• Stored items:
_ _ _

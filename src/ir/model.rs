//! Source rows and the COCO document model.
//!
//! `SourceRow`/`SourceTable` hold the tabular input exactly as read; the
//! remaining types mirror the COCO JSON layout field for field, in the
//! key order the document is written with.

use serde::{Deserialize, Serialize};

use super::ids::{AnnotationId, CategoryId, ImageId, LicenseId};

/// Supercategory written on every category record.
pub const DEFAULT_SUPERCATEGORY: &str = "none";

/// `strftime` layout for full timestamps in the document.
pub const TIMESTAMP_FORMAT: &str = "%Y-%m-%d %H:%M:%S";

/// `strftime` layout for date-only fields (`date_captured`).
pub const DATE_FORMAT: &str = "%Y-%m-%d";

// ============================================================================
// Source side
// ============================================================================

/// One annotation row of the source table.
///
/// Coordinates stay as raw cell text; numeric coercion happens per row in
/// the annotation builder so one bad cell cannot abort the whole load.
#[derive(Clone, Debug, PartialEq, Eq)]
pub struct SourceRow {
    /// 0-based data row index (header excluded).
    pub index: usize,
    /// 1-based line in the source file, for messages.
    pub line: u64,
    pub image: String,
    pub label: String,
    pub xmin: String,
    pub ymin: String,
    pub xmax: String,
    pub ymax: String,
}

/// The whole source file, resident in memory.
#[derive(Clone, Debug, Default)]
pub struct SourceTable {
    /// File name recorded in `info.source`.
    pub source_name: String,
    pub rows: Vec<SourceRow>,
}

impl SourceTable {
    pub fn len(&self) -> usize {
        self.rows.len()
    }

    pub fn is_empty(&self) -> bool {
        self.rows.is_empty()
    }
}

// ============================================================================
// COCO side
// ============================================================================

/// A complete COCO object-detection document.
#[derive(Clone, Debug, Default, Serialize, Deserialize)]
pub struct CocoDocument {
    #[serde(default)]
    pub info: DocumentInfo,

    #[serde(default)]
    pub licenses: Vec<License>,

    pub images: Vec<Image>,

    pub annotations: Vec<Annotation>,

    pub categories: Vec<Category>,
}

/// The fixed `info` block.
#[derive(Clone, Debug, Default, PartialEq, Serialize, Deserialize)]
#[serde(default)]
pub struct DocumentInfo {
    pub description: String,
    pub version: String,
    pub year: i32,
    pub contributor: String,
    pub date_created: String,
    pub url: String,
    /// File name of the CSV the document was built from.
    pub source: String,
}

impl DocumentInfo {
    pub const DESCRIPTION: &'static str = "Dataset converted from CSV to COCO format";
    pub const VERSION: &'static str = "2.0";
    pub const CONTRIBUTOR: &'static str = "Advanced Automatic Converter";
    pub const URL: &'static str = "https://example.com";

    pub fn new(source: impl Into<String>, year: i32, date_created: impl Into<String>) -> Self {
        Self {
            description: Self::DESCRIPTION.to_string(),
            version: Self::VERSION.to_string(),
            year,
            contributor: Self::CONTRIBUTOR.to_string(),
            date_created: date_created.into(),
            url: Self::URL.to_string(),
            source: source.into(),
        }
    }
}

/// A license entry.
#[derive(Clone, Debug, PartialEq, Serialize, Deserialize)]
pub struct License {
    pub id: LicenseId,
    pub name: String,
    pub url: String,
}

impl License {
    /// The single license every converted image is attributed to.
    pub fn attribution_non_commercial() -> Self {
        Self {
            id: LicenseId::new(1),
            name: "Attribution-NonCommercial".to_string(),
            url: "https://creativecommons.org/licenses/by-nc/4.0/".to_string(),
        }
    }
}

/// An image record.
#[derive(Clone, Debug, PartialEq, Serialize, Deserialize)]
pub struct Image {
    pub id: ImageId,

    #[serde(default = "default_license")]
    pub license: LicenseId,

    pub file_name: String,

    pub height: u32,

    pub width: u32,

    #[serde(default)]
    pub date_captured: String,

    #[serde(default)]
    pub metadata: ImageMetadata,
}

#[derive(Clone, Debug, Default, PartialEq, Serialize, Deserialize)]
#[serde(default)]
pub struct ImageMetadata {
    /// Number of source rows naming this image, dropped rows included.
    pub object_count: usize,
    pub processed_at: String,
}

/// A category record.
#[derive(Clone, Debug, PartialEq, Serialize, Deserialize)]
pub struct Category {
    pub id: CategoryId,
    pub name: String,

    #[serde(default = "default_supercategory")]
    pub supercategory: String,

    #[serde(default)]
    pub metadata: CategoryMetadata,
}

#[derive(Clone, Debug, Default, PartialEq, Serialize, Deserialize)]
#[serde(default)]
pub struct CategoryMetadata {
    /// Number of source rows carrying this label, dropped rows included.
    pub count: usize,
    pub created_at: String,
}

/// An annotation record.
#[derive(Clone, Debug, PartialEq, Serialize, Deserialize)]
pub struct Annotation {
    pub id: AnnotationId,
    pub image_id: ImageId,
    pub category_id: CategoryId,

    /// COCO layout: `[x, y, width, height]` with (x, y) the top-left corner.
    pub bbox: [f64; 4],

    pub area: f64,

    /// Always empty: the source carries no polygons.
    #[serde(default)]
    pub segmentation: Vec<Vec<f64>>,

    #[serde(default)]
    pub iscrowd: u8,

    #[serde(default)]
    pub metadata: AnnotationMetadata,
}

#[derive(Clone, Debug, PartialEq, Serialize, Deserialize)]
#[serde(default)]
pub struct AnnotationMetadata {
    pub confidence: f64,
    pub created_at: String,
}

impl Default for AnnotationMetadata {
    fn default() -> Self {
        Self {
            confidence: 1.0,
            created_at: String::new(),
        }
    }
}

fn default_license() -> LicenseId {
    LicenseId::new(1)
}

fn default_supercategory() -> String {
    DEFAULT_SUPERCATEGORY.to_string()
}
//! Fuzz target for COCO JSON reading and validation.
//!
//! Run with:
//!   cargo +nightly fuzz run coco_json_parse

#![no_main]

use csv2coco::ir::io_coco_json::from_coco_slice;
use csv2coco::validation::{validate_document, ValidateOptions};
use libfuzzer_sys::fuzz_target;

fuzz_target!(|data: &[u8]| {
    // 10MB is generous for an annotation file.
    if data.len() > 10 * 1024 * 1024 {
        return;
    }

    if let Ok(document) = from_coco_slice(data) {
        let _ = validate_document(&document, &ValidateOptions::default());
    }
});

_ _ _

• PROBLEM TO WORK ON:
All entries above are to be reproduced exactly.

• TASK RESPONSE:
filename src/ir/model.rs
//! Source rows and the COCO document model.
//!
//! `SourceRow`/`SourceTable` hold the tabular input exactly as read; the
//! remaining types mirror the COCO JSON layout field for field, in the
//! key order the document is written with.

use serde::{Deserialize, Serialize};

use super::ids::{AnnotationId, CategoryId, ImageId, LicenseId};

/// Supercategory written on every category record.
pub const DEFAULT_SUPERCATEGORY: &str = "none";

/// `strftime` layout for full timestamps in the document.
pub const TIMESTAMP_FORMAT: &str = "%Y-%m-%d %H:%M:%S";

/// `strftime` layout for date-only fields (`date_captured`).
pub const DATE_FORMAT: &str = "%Y-%m-%d";

// ============================================================================
// Source side
// ============================================================================

/// One annotation row of the source table.
///
/// Coordinates stay as raw cell text; numeric coercion happens per row in
/// the annotation builder so one bad cell cannot abort the whole load.
#[derive(Clone, Debug, PartialEq, Eq)]
pub struct SourceRow {
    /// 0-based data row index (header excluded).
    pub index: usize,
    /// 1-based line in the source file, for messages.
    pub line: u64,
    pub image: String,
    pub label: String,
    pub xmin: String,
    pub ymin: String,
    pub xmax: String,
    pub ymax: String,
}

/// The whole source file, resident in memory.
#[derive(Clone, Debug, Default)]
pub struct SourceTable {
    /// File name recorded in `info.source`.
    pub source_name: String,
    pub rows: Vec<SourceRow>,
}

impl SourceTable {
    pub fn len(&self) -> usize {
        self.rows.len()
    }

    pub fn is_empty(&self) -> bool {
        self.rows.is_empty()
    }
}

// ============================================================================
// COCO side
// ============================================================================

/// A complete COCO object-detection document.
#[derive(Clone, Debug, Default, Serialize, Deserialize)]
pub struct CocoDocument {
    #[serde(default)]
    pub info: DocumentInfo,

    #[serde(default)]
    pub licenses: Vec<License>,

    pub images: Vec<Image>,

    pub annotations: Vec<Annotation>,

    pub categories: Vec<Category>,
}

/// The fixed `info` block.
#[derive(Clone, Debug, Default, PartialEq, Serialize, Deserialize)]
#[serde(default)]
pub struct DocumentInfo {
    pub description: String,
    pub version: String,
    pub year: i32,
    pub contributor: String,
    pub date_created: String,
    pub url: String,
    /// File name of the CSV the document was built from.
    pub source: String,
}

impl DocumentInfo {
    pub const DESCRIPTION: &'static str = "Dataset converted from CSV to COCO format";
    pub const VERSION: &'static str = "2.0";
    pub const CONTRIBUTOR: &'static str = "Advanced Automatic Converter";
    pub const URL: &'static str = "https://example.com";

    pub fn new(source: impl Into<String>, year: i32, date_created: impl Into<String>) -> Self {
        Self {
            description: Self::DESCRIPTION.to_string(),
            version: Self::VERSION.to_string(),
            year,
            contributor: Self::CONTRIBUTOR.to_string(),
            date_created: date_created.into(),
            url: Self::URL.to_string(),
            source: source.into(),
        }
    }
}

/// A license entry.
#[derive(Clone, Debug, PartialEq, Serialize, Deserialize)]
pub struct License {
    pub id: LicenseId,
    pub name: String,
    pub url: String,
}

impl License {
    /// The single license every converted image is attributed to.
    pub fn attribution_non_commercial() -> Self {
        Self {
            id: LicenseId::new(1),
            name: "Attribution-NonCommercial".to_string(),
            url: "https://creativecommons.org/licenses/by-nc/4.0/".to_string(),
        }
    }
}

/// An image record.
#[derive(Clone, Debug, PartialEq, Serialize, Deserialize)]
pub struct Image {
    pub id: ImageId,

    #[serde(default = "default_license")]
    pub license: LicenseId,

    pub file_name: String,

    pub height: u32,

    pub width: u32,

    #[serde(default)]
    pub date_captured: String,

    #[serde(default)]
    pub metadata: ImageMetadata,
}

#[derive(Clone, Debug, Default, PartialEq, Serialize, Deserialize)]
#[serde(default)]
pub struct ImageMetadata {
    /// Number of source rows naming this image, dropped rows included.
    pub object_count: usize,
    pub processed_at: String,
}

/// A category record.
#[derive(Clone, Debug, PartialEq, Serialize, Deserialize)]
pub struct Category {
    pub id: CategoryId,
    pub name: String,

    #[serde(default = "default_supercategory")]
    pub supercategory: String,

    #[serde(default)]
    pub metadata: CategoryMetadata,
}

#[derive(Clone, Debug, Default, PartialEq, Serialize, Deserialize)]
#[serde(default)]
pub struct CategoryMetadata {
    /// Number of source rows carrying this label, dropped rows included.
    pub count: usize,
    pub created_at: String,
}

/// An annotation record.
#[derive(Clone, Debug, PartialEq, Serialize, Deserialize)]
pub struct Annotation {
    pub id: AnnotationId,
    pub image_id: ImageId,
    pub category_id: CategoryId,

    /// COCO layout: `[x, y, width, height]` with (x, y) the top-left corner.
    pub bbox: [f64; 4],

    pub area: f64,

    /// Always empty: the source carries no polygons.
    #[serde(default)]
    pub segmentation: Vec<Vec<f64>>,

    #[serde(default)]
    pub iscrowd: u8,

    #[serde(default)]
    pub metadata: AnnotationMetadata,
}

#[derive(Clone, Debug, PartialEq, Serialize, Deserialize)]
#[serde(default)]
pub struct AnnotationMetadata {
    pub confidence: f64,
    pub created_at: String,
}

impl Default for AnnotationMetadata {
    fn default() -> Self {
        Self {
            confidence: 1.0,
            created_at: String::new(),
        }
    }
}

fn default_license() -> LicenseId {
    LicenseId::new(1)
}

fn default_supercategory() -> String {
    DEFAULT_SUPERCATEGORY.to_string()
}
//! Fuzz target for COCO JSON reading and validation.
//!
//! Run with:
//!   cargo +nightly fuzz run coco_json_parse

#![no_main]

use csv2coco::ir::io_coco_json::from_coco_slice;
use csv2coco::validation::{validate_document, ValidateOptions};
use libfuzzer_sys::fuzz_target;

fuzz_target!(|data: &[u8]| {
    // 10MB is generous for an annotation file.
    if data.len() > 10 * 1024 * 1024 {
        return;
    }

    if let Ok(document) = from_coco_slice(data) {
        let _ = validate_document(&document, &ValidateOptions::default());
    }
});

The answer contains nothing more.